De plus, les craintes de voir se mettre en place le phénomène météorologique de La Niña sont toujours d’actualité, ce qui pourrait accentuer le déficit hydrique de certains bassins de production. Bien que les rapports de compétitivité entre soja et maïs pour les surfaces à semer en Amérique du Sud soit relativement neutres, le maïs offre plus de marge de manœuvre en termes de dates de semis, ce qui est un atout en cas de fortes incertitudes sur la pluviométrie des prochains mois. De plus, les taxes à l’exportation sont bien moins élevées pour le maïs que pour le soja en Argentine (12 % contre 33 %).
Le prix du tourteau de soja a peu varié sur la semaine
Les prix du tourteau de soja à Chicago ont à peine suivi la baisse du cours de la fève. Ils ne se sont effrités que de 2 $/t sur la place boursière de Chicago (à 371 $/t). Les cours sont toutefois restés plutôt fermes sur le marché français (+3 €/t, à 403 €/t à Montoir), compte tenu d’un retour progressif aux achats des fabricants d’aliments qui ont profité d’un regain de compétitivité du tourteau face au blé.
Par ailleurs, le prix du tourteau argentin a vu son prix monter de 3 $/t sur la semaine (à 390 $/t). Les exportateurs font actuellement face à de grands défis logistiques consécutifs au faible niveau d’eau du fleuve Paraná. Des chargements de tourteaux doivent en effet être acheminés jusqu’aux ports de la façade atlantique, voire jusqu’aux ports brésiliens, ce qui engendre des surcoûts imprévus. Ces frais sont pour le moment absorbés par les exportateurs eux-mêmes mais l’origine argentine pourrait perdre en compétitivité si les difficultés venaient à persister.
D’autre part, le prix du pois départ Marne s’est encore apprécié de (+10 €/t, à 300 €/t) cette semaine. Les perspectives d’offre françaises et européennes, aussi bien en matière de qualité que de quantité, demeurent très décevantes.
Légère baisse des cours du colza
Les prix du canola canadien ont connu une forte baisse cette semaine (–52 $/t, à 672,8 $/t pour l’échéance de novembre). En effet, malgré l’arrivée de la récolte confirmant les rendements attendus comme décevants, les cours du canola sont en baisse à la suite de la publication par StatCan des stocks de canola au 31 juillet. Ils ont ainsi atteint 1,8 Mt (contre 0,7 Mt initialement prévu par le ministère de l’agriculture canadien). Le marché canadien a également été influencé à la baisse par le repli des cours du soja (de bonnes récoltes sont à venir aux États-Unis), et du pétrole (l’expansion du variant Delta affecte la demande en énergie).
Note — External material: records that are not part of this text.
use async_trait::async_trait;
use std::time::Duration;
use tracing::{debug, warn};

use crate::config::AppConfig;
use crate::error::{Error, Result};
use crate::fetch::auth::UrlParam;
use crate::fetch::{BasicClient, HttpClient, get_json};
use crate::services::directions_api::{DirectionsProvider, DirectionsResponse, RawRoute};

/// Google Directions API client.
///
/// Every call is a single request with no retry; the timeout is whatever
/// the wrapped [`HttpClient`] enforces.
pub struct GoogleDirectionsClient<C> {
    base_url: String,
    http: C,
}

impl<C: HttpClient> GoogleDirectionsClient<C> {
    /// `http` must already carry the API key (see [`UrlParam`]).
    pub fn new(base_url: impl Into<String>, http: C) -> Self {
        Self {
            base_url: base_url.into(),
            http,
        }
    }
}

impl GoogleDirectionsClient<UrlParam<BasicClient>> {
    /// Builds a keyed client from the application configuration.
    pub fn from_config(config: &AppConfig) -> anyhow::Result<Self> {
        let key = config.require_maps_api_key()?.to_string();
        let http = BasicClient::with_timeouts(
            Duration::from_secs(config.http_timeout_secs),
            Duration::from_secs(config.http_connect_timeout_secs),
        )?;

        Ok(Self::new(
            config.directions_base_url.clone(),
            UrlParam::google_maps(http, key),
        ))
    }
}

#[async_trait]
impl<C: HttpClient> DirectionsProvider for GoogleDirectionsClient<C> {
    #[tracing::instrument(skip(self))]
    async fn fetch_routes(&self, origin: &str, destination: &str) -> Result<Vec<RawRoute>> {
        if origin.trim().is_empty() || destination.trim().is_empty() {
            return Err(Error::InvalidInput(
                "origin and destination must both be provided".to_string(),
            ));
        }

        let query = [
            ("origin", origin),
            ("destination", destination),
            ("mode", "driving"),
            ("departure_time", "now"),
            ("alternatives", "true"),
        ];

        let body: DirectionsResponse = get_json(&self.http, &self.base_url, &query)
            .await
            .map_err(|e| Error::RouteFetchFailed(format!("{e:#}")))?;

        match body.status.as_str() {
            "OK" => {
                debug!(route_count = body.routes.len(), "Directions received");
                Ok(body.routes)
            }
            "ZERO_RESULTS" => {
                debug!("Provider found no route");
                Ok(Vec::new())
            }
            status => {
                let message = body.error_message.unwrap_or_default();
                warn!(status, message = %message, "Directions request rejected");
                Err(Error::RouteFetchFailed(if message.is_empty() {
                    status.to_string()
                } else {
                    format!("{status}: {message}")
                }))
            }
        }
    }
}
Le prix du colza rendu Rouen s’est légèrement affaissé de 4 €/t sur la semaine (à 575 €/t) en réaction à cette baisse des prix canadiens. Cette diminution est toutefois très limitée. En effet, les prix de l’huile de colza à Rotterdam sont restés extrêmement élevés cette semaine (à un niveau historiquement élevé de 1 370 €/t), ce qui soutient les marges de trituration du colza. Cela stimule l’intérêt des acheteurs européens pour les colzas locaux et empêche les prix de diminuer fortement. Les prix ont aussi très peu diminué en Fob Moselle (–3 €/t, à 576 €/t) et sur le marché à terme d’Euronext (–3 €/t pour l’échéance de novembre).
Avec la chute des prix canadiens, les canolas sont maintenant compétitifs rendus dans l’ouest de l’UE, ce qui devrait stimuler les exportations canadiennes vers l’UE sur les mois à venir.
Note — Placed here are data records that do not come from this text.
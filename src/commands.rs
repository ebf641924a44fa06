//! Command handlers, one per user action.
//!
//! Each handler is a plain request/response function over injected
//! dependencies, so the CLI (or any other front end) only parses input and
//! prints results.

use geojson::FeatureCollection;
use serde::Serialize;
use tracing::{info, warn};

use crate::demand::{DemandEstimator, DemandRequest, PredictedDemand};
use crate::error::Result;
use crate::model::DemandModel;
use crate::render;
use crate::routes::{NormalizedRoute, normalize};
use crate::services::directions_api::DirectionsProvider;

/// Outcome of a live route lookup. Finding no route is a normal outcome,
/// not an error.
#[derive(Debug, Clone, PartialEq, Serialize)]
#[serde(tag = "status", content = "routes", rename_all = "snake_case")]
pub enum TrafficReport {
    Routes(Vec<NormalizedRoute>),
    NoRoutes,
}

impl TrafficReport {
    pub fn routes(&self) -> &[NormalizedRoute] {
        match self {
            TrafficReport::Routes(routes) => routes,
            TrafficReport::NoRoutes => &[],
        }
    }
}

#[tracing::instrument(skip(estimator), fields(hour = request.hour, day = %request.day_of_week))]
pub fn predict_demand<M: DemandModel>(
    estimator: &DemandEstimator<M>,
    request: &DemandRequest,
) -> Result<PredictedDemand> {
    let demand = estimator.predict(request)?;
    info!(demand, "Demand predicted");
    Ok(demand)
}

/// Fetches and normalizes the live route alternatives.
#[tracing::instrument(skip(provider))]
pub async fn traffic_report<P: DirectionsProvider + ?Sized>(
    provider: &P,
    origin: &str,
    destination: &str,
) -> Result<TrafficReport> {
    let raw = provider.fetch_routes(origin, destination).await?;
    let routes = normalize(&raw)?;

    info!(route_count = routes.len(), "Traffic report ready");
    if routes.is_empty() {
        Ok(TrafficReport::NoRoutes)
    } else {
        Ok(TrafficReport::Routes(routes))
    }
}

/// Fetches the live routes and builds their map, `None` when no route exists.
#[tracing::instrument(skip(provider))]
pub async fn route_map<P: DirectionsProvider + ?Sized>(
    provider: &P,
    origin: &str,
    destination: &str,
) -> Result<Option<FeatureCollection>> {
    let report = traffic_report(provider, origin, destination).await?;
    Ok(render::route_map(report.routes()))
}

/// Congestion estimate of the recommended (first) live route, if any.
///
/// Used to replace a fixed traffic level with a live one before predicting.
#[tracing::instrument(skip(provider))]
pub async fn live_traffic_level<P: DirectionsProvider + ?Sized>(
    provider: &P,
    origin: &str,
    destination: &str,
) -> Result<Option<u32>> {
    let report = traffic_report(provider, origin, destination).await?;
    let level = report.routes().first().map(|r| r.congestion_estimate);
    if level.is_none() {
        warn!("No live route to derive a traffic level from");
    }
    Ok(level)
}
//! Tabular batch prediction over CSV files.

use anyhow::{Context, Result};
use chrono::{DateTime, Utc};
use csv::{ReaderBuilder, WriterBuilder};
use serde::{Deserialize, Serialize};
use std::path::Path;
use tracing::{debug, info, warn};

use crate::demand::{DemandEstimator, DemandRequest, PredictedDemand};
use crate::model::DemandModel;

/// One input row: `hour,day,weather,travel_time,traffic_level`.
#[derive(Debug, Clone, Deserialize)]
pub struct BatchRow {
    pub hour: u8,
    pub day: String,
    pub weather: u8,
    pub travel_time: f64,
    pub traffic_level: u32,
}

impl From<&BatchRow> for DemandRequest {
    fn from(row: &BatchRow) -> Self {
        DemandRequest::new(
            row.hour,
            row.day.clone(),
            row.weather,
            row.travel_time,
            row.traffic_level,
        )
    }
}

/// One output row: the inputs plus either a prediction or an error.
#[derive(Debug, Serialize)]
pub struct PredictionRecord {
    pub predicted_at: DateTime<Utc>,
    pub hour: Option<u8>,
    pub day: Option<String>,
    pub weather: Option<u8>,
    pub travel_time: Option<f64>,
    pub traffic_level: Option<u32>,
    pub predicted_demand: Option<PredictedDemand>,
    pub error: Option<String>,
}

impl PredictionRecord {
    fn from_row(row: &BatchRow, outcome: crate::error::Result<PredictedDemand>) -> Self {
        let (predicted_demand, error) = match outcome {
            Ok(demand) => (Some(demand), None),
            Err(e) => (None, Some(e.to_string())),
        };
        Self {
            predicted_at: Utc::now(),
            hour: Some(row.hour),
            day: Some(row.day.clone()),
            weather: Some(row.weather),
            travel_time: Some(row.travel_time),
            traffic_level: Some(row.traffic_level),
            predicted_demand,
            error,
        }
    }

    /// Record for a line that could not be parsed.
    fn from_error(message: String) -> Self {
        Self {
            predicted_at: Utc::now(),
            hour: None,
            day: None,
            weather: None,
            travel_time: None,
            traffic_level: None,
            predicted_demand: None,
            error: Some(message),
        }
    }
}

/// Summary of a batch run.
#[derive(Debug, Default, Clone, Copy, PartialEq, Eq)]
pub struct BatchSummary {
    pub predicted: usize,
    pub failed: usize,
}

/// Predicts every row of `input` and writes the results to `output`.
///
/// A row that fails to parse or predict is written as an error record and
/// the batch continues.
pub fn predict_csv<M: DemandModel>(
    estimator: &DemandEstimator<M>,
    input: &Path,
    output: &Path,
) -> Result<BatchSummary> {
    let mut reader = ReaderBuilder::new()
        .trim(csv::Trim::All)
        .from_path(input)
        .with_context(|| format!("opening {}", input.display()))?;
    let mut writer = WriterBuilder::new()
        .has_headers(true)
        .from_path(output)
        .with_context(|| format!("creating {}", output.display()))?;

    let mut summary = BatchSummary::default();

    for (line, row) in reader.deserialize::<BatchRow>().enumerate() {
        let record = match row {
            Ok(row) => {
                let outcome = estimator.predict(&DemandRequest::from(&row));
                if let Err(e) = &outcome {
                    warn!(line = line + 2, error = %e, "Row prediction failed");
                }
                PredictionRecord::from_row(&row, outcome)
            }
            Err(e) => {
                warn!(line = line + 2, error = %e, "Row could not be parsed");
                PredictionRecord::from_error(e.to_string())
            }
        };

        if record.error.is_some() {
            summary.failed += 1;
        } else {
            summary.predicted += 1;
        }
        debug!(?record, "Batch record");
        writer.serialize(&record)?;
    }

    writer.flush()?;
    info!(
        predicted = summary.predicted,
        failed = summary.failed,
        output = %output.display(),
        "Batch prediction complete"
    );
    Ok(summary)
}

#[cfg(test)]
mod tests {
    use super::*;
    use crate::demand::FeatureVector;
    use std::env;
    use std::fs;
    use std::path::PathBuf;

    fn temp_path(name: &str) -> PathBuf {
        env::temp_dir().join(name)
    }

    /// Predicts `hour * 10` so outputs are easy to check.
    fn estimator() -> DemandEstimator<impl DemandModel> {
        DemandEstimator::new(|rows: &[FeatureVector]| -> anyhow::Result<Vec<f64>> {
            Ok(rows.iter().map(|r| f64::from(r.hour) * 10.0).collect())
        })
    }

    #[test]
    fn test_predicts_each_row() {
        let input = temp_path("commuter_demand_batch_ok.csv");
        let output = temp_path("commuter_demand_batch_ok_out.csv");
        fs::write(
            &input,
            "hour,day,weather,travel_time,traffic_level\n8,Monday,0,30,1\n17, Friday ,2,45.5,3\n",
        )
        .unwrap();

        let summary = predict_csv(&estimator(), &input, &output).unwrap();

        assert_eq!(
            summary,
            BatchSummary {
                predicted: 2,
                failed: 0
            }
        );
        let content = fs::read_to_string(&output).unwrap();
        let lines: Vec<_> = content.lines().collect();
        assert_eq!(lines.len(), 3);
        assert!(lines[0].contains("predicted_demand"));
        assert!(lines[1].contains(",80,"));
        assert!(lines[2].contains("Friday") && lines[2].contains(",170,"));

        fs::remove_file(&input).unwrap();
        fs::remove_file(&output).unwrap();
    }

    #[test]
    fn test_bad_rows_become_error_records() {
        let input = temp_path("commuter_demand_batch_bad.csv");
        let output = temp_path("commuter_demand_batch_bad_out.csv");
        fs::write(
            &input,
            "hour,day,weather,travel_time,traffic_level\n30,Monday,0,30,1\nlate,Monday,0,30,1\n9,Tuesday,1,20,0\n",
        )
        .unwrap();

        let summary = predict_csv(&estimator(), &input, &output).unwrap();

        assert_eq!(
            summary,
            BatchSummary {
                predicted: 1,
                failed: 2
            }
        );
        let content = fs::read_to_string(&output).unwrap();
        assert!(content.contains("invalid input: hour must be between 0 and 23"));
        assert!(content.contains(",90,"));

        fs::remove_file(&input).unwrap();
        fs::remove_file(&output).unwrap();
    }

    #[test]
    fn test_missing_input_file_fails() {
        let err = predict_csv(
            &estimator(),
            &temp_path("commuter_demand_batch_missing.csv"),
            &temp_path("commuter_demand_batch_missing_out.csv"),
        )
        .unwrap_err();

        assert!(err.to_string().contains("opening"));
    }
}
À suivre : résultats sur les quantités et qualités des blés dans l’UE, taille finale de la récolte russe, évolutions des estimations de récolte aux USA, météo aux US et en Amérique du Sud (soja), dans l’UE et dans la zone de la mer Noire (tournesol), récolte de canola au Canada, prix du pétrole, demande en huiles et tourteaux de la Chine.